Spain's Treasury paid the highest yields in 14 years to issue short-term bills on Tuesday, in a sign that a resounding election victory for the center-right People's Party on Sunday has done little to soothe investor nerves.

The Treasury issued a total of 2.98 billion euros ($4 billion) of 3 and 6-month bills, at the top end of the range set by the Treasury of between 2 billion and 3 billion euros.

It doesn't look great, the continuing trend toward ever higher yields to get anything done, it has to be concerning, head of fixed income at Evolution Securities Gary Jenkins said.

The yields are a reflection of where their paper trades in the secondary market but if it wasn't for the European Central Bank there wouldn't be a Spanish or Italian bond market, he added.
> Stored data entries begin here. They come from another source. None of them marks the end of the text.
//! Folds stream events into one growing assistant turn.
//!
//! Tool calls arrive as fragments spread over many records, keyed by a server
//! assigned position index:
//!
//! ```text
//! { index: 1, function: { name: "search_web" } }
//! { index: 0, id: "call_a", function: { name: "search_web" } }
//! { index: 1, id: "call_b", function: { arguments: "{\"query\":" } }
//! { index: 0, function: { arguments: "{\"query\":\"tokio\"}" } }
//! { index: 1, function: { arguments: "\"axum\"}" } }
//! ```
//!
//! Merge rules per slot: `id` and `name` are first-write-wins, argument fragments are
//! always appended. Slots live in a `BTreeMap` so the final list is in index order no
//! matter which index showed up first.

use crate::types::{AssistantTurn, StreamEvent, ToolCallDelta, ToolCallRequest, TurnStatus};
use std::collections::BTreeMap;

/// Stateful builder for one assistant turn.
#[derive(Debug, Default)]
pub struct DeltaAccumulator {
    text: String,
    slots: BTreeMap<u32, PartialToolCall>,
    closed: bool,
}

/// A tool call that is still being assembled.
#[derive(Debug, Default, Clone)]
struct PartialToolCall {
    id: Option<String>,
    name: Option<String>,
    arguments: String,
}

impl DeltaAccumulator {
    pub fn new() -> Self {
        Self::default()
    }

    /// True after a [`StreamEvent::Done`] has been applied.
    pub fn is_closed(&self) -> bool {
        self.closed
    }

    /// Text accumulated so far.
    pub fn text(&self) -> &str {
        &self.text
    }

    /// Merges one event. Returns `true` when the turn changed.
    ///
    /// Events after `Done` are ignored.
    pub fn apply(&mut self, event: StreamEvent) -> bool {
        if self.closed {
            return false;
        }

        match event {
            StreamEvent::Content(fragment) => {
                if fragment.is_empty() {
                    return false;
                }
                self.text.push_str(&fragment);
                true
            }
            StreamEvent::ToolCallDelta(delta) => self.merge_tool_call(delta),
            StreamEvent::Done => {
                self.closed = true;
                true
            }
        }
    }

    /// Returns `false` when an index-less fragment has no slot left to go to.
    fn merge_tool_call(&mut self, delta: ToolCallDelta) -> bool {
        let index = match delta.index {
            Some(index) => index,
            None => match self.slots.keys().next_back() {
                Some(last) => match last.checked_add(1) {
                    Some(next) => next,
                    None => {
                        log::warn!(
                            "Dropping tool call fragment without index: no slot after {}",
                            last
                        );
                        return false;
                    }
                },
                None => 0,
            },
        };
        let slot = self.slots.entry(index).or_default();

        if slot.id.is_none() {
            slot.id = delta.id.filter(|id| !id.is_empty());
        }
        if slot.name.is_none() {
            slot.name = delta.name.filter(|name| !name.is_empty());
        }
        if let Some(fragment) = delta.arguments_fragment {
            slot.arguments.push_str(&fragment);
        }
        true
    }

    /// Render-ready view of the in-flight turn. Arguments are returned as
    /// accumulated, possibly incomplete JSON.
    pub fn snapshot(&self) -> AssistantTurn {
        AssistantTurn {
            text: self.text.clone(),
            tool_calls: self
                .slots
                .iter()
                .map(|(index, slot)| ToolCallRequest {
                    index: *index,
                    id: slot.id.clone().unwrap_or_default(),
                    name: slot.name.clone().unwrap_or_default(),
                    arguments: slot.arguments.clone(),
                })
                .collect(),
            status: TurnStatus::Streaming,
        }
    }

    /// Closes the turn.
    ///
    /// Arguments that are not valid JSON become `{}` so one garbled call does not
    /// sink the others; calls that never received an id get `call_<index>`.
    pub fn finish(mut self) -> AssistantTurn {
        self.closed = true;

        let tool_calls = self
            .slots
            .into_iter()
            .map(|(index, slot)| {
                let arguments = if serde_json::from_str::<serde_json::Value>(&slot.arguments).is_ok()
                {
                    slot.arguments
                } else {
                    if !slot.arguments.is_empty() {
                        log::debug!(
                            "Tool call {} has malformed arguments, using {{}}: {}",
                            index,
                            slot.arguments
                        );
                    }
                    "{}".to_string()
                };

                ToolCallRequest {
                    index,
                    id: slot.id.unwrap_or_else(|| format!("call_{}", index)),
                    name: slot.name.unwrap_or_default(),
                    arguments,
                }
            })
            .collect();

        AssistantTurn {
            tool_calls,
            ..AssistantTurn::text(self.text)
        }
    }
}

#[cfg(test)]
mod tests {
    use super::*;

    fn delta(index: u32, id: Option<&str>, name: Option<&str>, args: Option<&str>) -> StreamEvent {
        StreamEvent::ToolCallDelta(ToolCallDelta {
            index: Some(index),
            id: id.map(str::to_string),
            name: name.map(str::to_string),
            arguments_fragment: args.map(str::to_string),
        })
    }

    #[test]
    fn test_text_fragments_concatenate_without_separator() {
        let mut acc = DeltaAccumulator::new();
        acc.apply(StreamEvent::Content("The capital".to_string()));
        acc.apply(StreamEvent::Content(" of France".to_string()));
        acc.apply(StreamEvent::Content("is".to_string()));
        acc.apply(StreamEvent::Done);

        let turn = acc.finish();
        assert_eq!(turn.text, "The capital of Franceis");
        assert!(turn.tool_calls.is_empty());
        assert_eq!(turn.status, TurnStatus::Complete);
    }

    #[test]
    fn test_arguments_equal_concatenation_for_any_partition() {
        let full = r#"{"query":"rust async runtimes","lang":"en"}"#;
        let chars: Vec<char> = full.chars().collect();

        for parts in 1..=chars.len() {
            let mut acc = DeltaAccumulator::new();
            acc.apply(delta(0, Some("call_1"), Some("search_web"), None));

            let size = chars.len().div_ceil(parts);
            let fragments: Vec<String> = chars.chunks(size).map(|c| c.iter().collect()).collect();
            for fragment in &fragments {
                acc.apply(delta(0, None, None, Some(fragment)));
            }

            let turn = acc.finish();
            assert_eq!(turn.tool_calls.len(), 1);
            assert_eq!(turn.tool_calls[0].arguments, fragments.concat());
            assert_eq!(turn.tool_calls[0].arguments, full);
        }
    }

    #[test]
    fn test_index_order_independent_of_arrival_order() {
        let interleaved = vec![
            delta(1, Some("call_b"), Some("search_web"), Some(r#"{"query":"#)),
            delta(0, Some("call_a"), Some("search_web"), Some(r#"{"query":"#)),
            delta(1, None, None, Some(r#""axum"}"#)),
            delta(0, None, None, Some(r#""tokio"}"#)),
        ];
        let sequential = vec![
            delta(0, Some("call_a"), Some("search_web"), Some(r#"{"query":"#)),
            delta(0, None, None, Some(r#""tokio"}"#)),
            delta(1, Some("call_b"), Some("search_web"), Some(r#"{"query":"#)),
            delta(1, None, None, Some(r#""axum"}"#)),
        ];

        let run = |events: Vec<StreamEvent>| {
            let mut acc = DeltaAccumulator::new();
            for event in events {
                acc.apply(event);
            }
            acc.finish()
        };

        let a = run(interleaved);
        let b = run(sequential);
        assert_eq!(a, b);
        assert_eq!(a.tool_calls[0].id, "call_a");
        assert_eq!(a.tool_calls[0].arguments, r#"{"query":"tokio"}"#);
        assert_eq!(a.tool_calls[1].id, "call_b");
        assert_eq!(a.tool_calls[1].arguments, r#"{"query":"axum"}"#);
    }

    #[test]
    fn test_gap_in_indices_still_ordered() {
        let mut acc = DeltaAccumulator::new();
        acc.apply(delta(2, Some("c"), Some("search_web"), Some("{}")));
        acc.apply(delta(0, Some("a"), Some("search_web"), Some("{}")));

        let turn = acc.finish();
        let indices: Vec<u32> = turn.tool_calls.iter().map(|c| c.index).collect();
        assert_eq!(indices, vec![0, 2]);
    }

    #[test]
    fn test_id_and_name_are_first_write_wins() {
        let mut acc = DeltaAccumulator::new();
        acc.apply(delta(0, None, Some(""), Some("{")));
        acc.apply(delta(0, Some("call_1"), Some("search_web"), None));
        acc.apply(delta(0, Some("call_2"), Some("other"), Some("}")));

        let turn = acc.finish();
        assert_eq!(turn.tool_calls[0].id, "call_1");
        assert_eq!(turn.tool_calls[0].name, "search_web");
        assert_eq!(turn.tool_calls[0].arguments, "{}");
    }

    #[test]
    fn test_malformed_arguments_become_empty_object() {
        let mut acc = DeltaAccumulator::new();
        acc.apply(delta(0, Some("a"), Some("search_web"), Some(r#"{"query":"ok"}"#)));
        acc.apply(delta(1, Some("b"), Some("search_web"), Some(r#"{"query":"tru"#)));
        acc.apply(delta(2, Some("c"), Some("search_web"), None));

        let turn = acc.finish();
        assert_eq!(turn.tool_calls[0].arguments, r#"{"query":"ok"}"#);
        assert_eq!(turn.tool_calls[1].arguments, "{}");
        assert_eq!(turn.tool_calls[2].arguments, "{}");
    }

    #[test]
    fn test_missing_id_is_synthesized() {
        let mut acc = DeltaAccumulator::new();
        acc.apply(delta(3, None, Some("search_web"), Some("{}")));
        assert_eq!(acc.finish().tool_calls[0].id, "call_3");
    }

    #[test]
    fn test_missing_index_appends_new_slot() {
        let mut acc = DeltaAccumulator::new();
        acc.apply(StreamEvent::ToolCallDelta(ToolCallDelta {
            index: None,
            id: Some("first".to_string()),
            ..Default::default()
        }));
        acc.apply(delta(4, Some("explicit"), None, None));
        acc.apply(StreamEvent::ToolCallDelta(ToolCallDelta {
            index: None,
            id: Some("after".to_string()),
            ..Default::default()
        }));

        let ids: Vec<(u32, String)> = acc
            .finish()
            .tool_calls
            .into_iter()
            .map(|c| (c.index, c.id))
            .collect();
        assert_eq!(
            ids,
            vec![
                (0, "first".to_string()),
                (4, "explicit".to_string()),
                (5, "after".to_string())
            ]
        );
    }

    #[test]
    fn test_missing_index_after_highest_index_is_dropped() {
        let mut acc = DeltaAccumulator::new();
        assert!(acc.apply(delta(u32::MAX, Some("last"), Some("search_web"), Some("{}"))));
        let changed = acc.apply(StreamEvent::ToolCallDelta(ToolCallDelta {
            index: None,
            id: Some("overflow".to_string()),
            arguments_fragment: Some("{\"query\":\"x\"}".to_string()),
            ..Default::default()
        }));
        assert!(!changed);

        let turn = acc.finish();
        assert_eq!(turn.tool_calls.len(), 1);
        assert_eq!(turn.tool_calls[0].index, u32::MAX);
        assert_eq!(turn.tool_calls[0].id, "last");
        assert_eq!(turn.tool_calls[0].arguments, "{}");
    }

    #[test]
    fn test_snapshot_shows_partial_arguments() {
        let mut acc = DeltaAccumulator::new();
        acc.apply(StreamEvent::Content("Searching".to_string()));
        acc.apply(delta(0, Some("a"), Some("search_web"), Some(r#"{"que"#)));

        let snapshot = acc.snapshot();
        assert_eq!(snapshot.status, TurnStatus::Streaming);
        assert_eq!(snapshot.text, "Searching");
        assert_eq!(snapshot.tool_calls[0].arguments, r#"{"que"#);
    }

    #[test]
    fn test_events_after_done_are_ignored() {
        let mut acc = DeltaAccumulator::new();
        assert!(acc.apply(StreamEvent::Content("a".to_string())));
        assert!(acc.apply(StreamEvent::Done));
        assert!(acc.is_closed());
        assert!(!acc.apply(StreamEvent::Content("b".to_string())));
        assert_eq!(acc.text(), "a");
    }
}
The ECB restarted its sovereign bond buying program in August and has concentrated on Spanish and Italian debt in the secondary market.

However, it has shown little sign of bowing to political pressure to increase the purchases, buying only eight billion euros last week.

Spain's outgoing Socialist government, through reforms and austerity measures, has helped keep debt costs manageable, but as the Eurozone crisis drags on and fears of a global economic slowdown intensify, traders have been dumping periphery debt.

On Sunday, Spaniards delivered the Socialists an electoral drubbing, granting the PP the largest parliamentary majority in 30 years, but uncertainty over the new government's plans for the economy has fueled investor nerves.

Madrid-based think tank Funcas, headed by former Treasury Secretary Carlos Ocana, who left the government before the summer, said it expected deficit-busting spending cuts would make the economy shrink 0.5 percent in 2012.

The average yield on the 3-month T-bill more than doubled to 5.11 percent from 2.292 percent one month earlier, the highest level since the bill was re-introduced in 2003.

The Treasury sold 2.01 billion euros of the three-month bill and it was 2.9 times subscribed, after 3.1 times at the October auction.

The 6-month T-bill saw yields jump to 5.227 percent from 3.302 percent at the last auction, selling 966 million euros at a bid-to-cover ratio of 4.9 after 2.6 in October. ($1 = 0.7425 euros)

(Additional reporting by the London Debt desk; editing by Barry Moody)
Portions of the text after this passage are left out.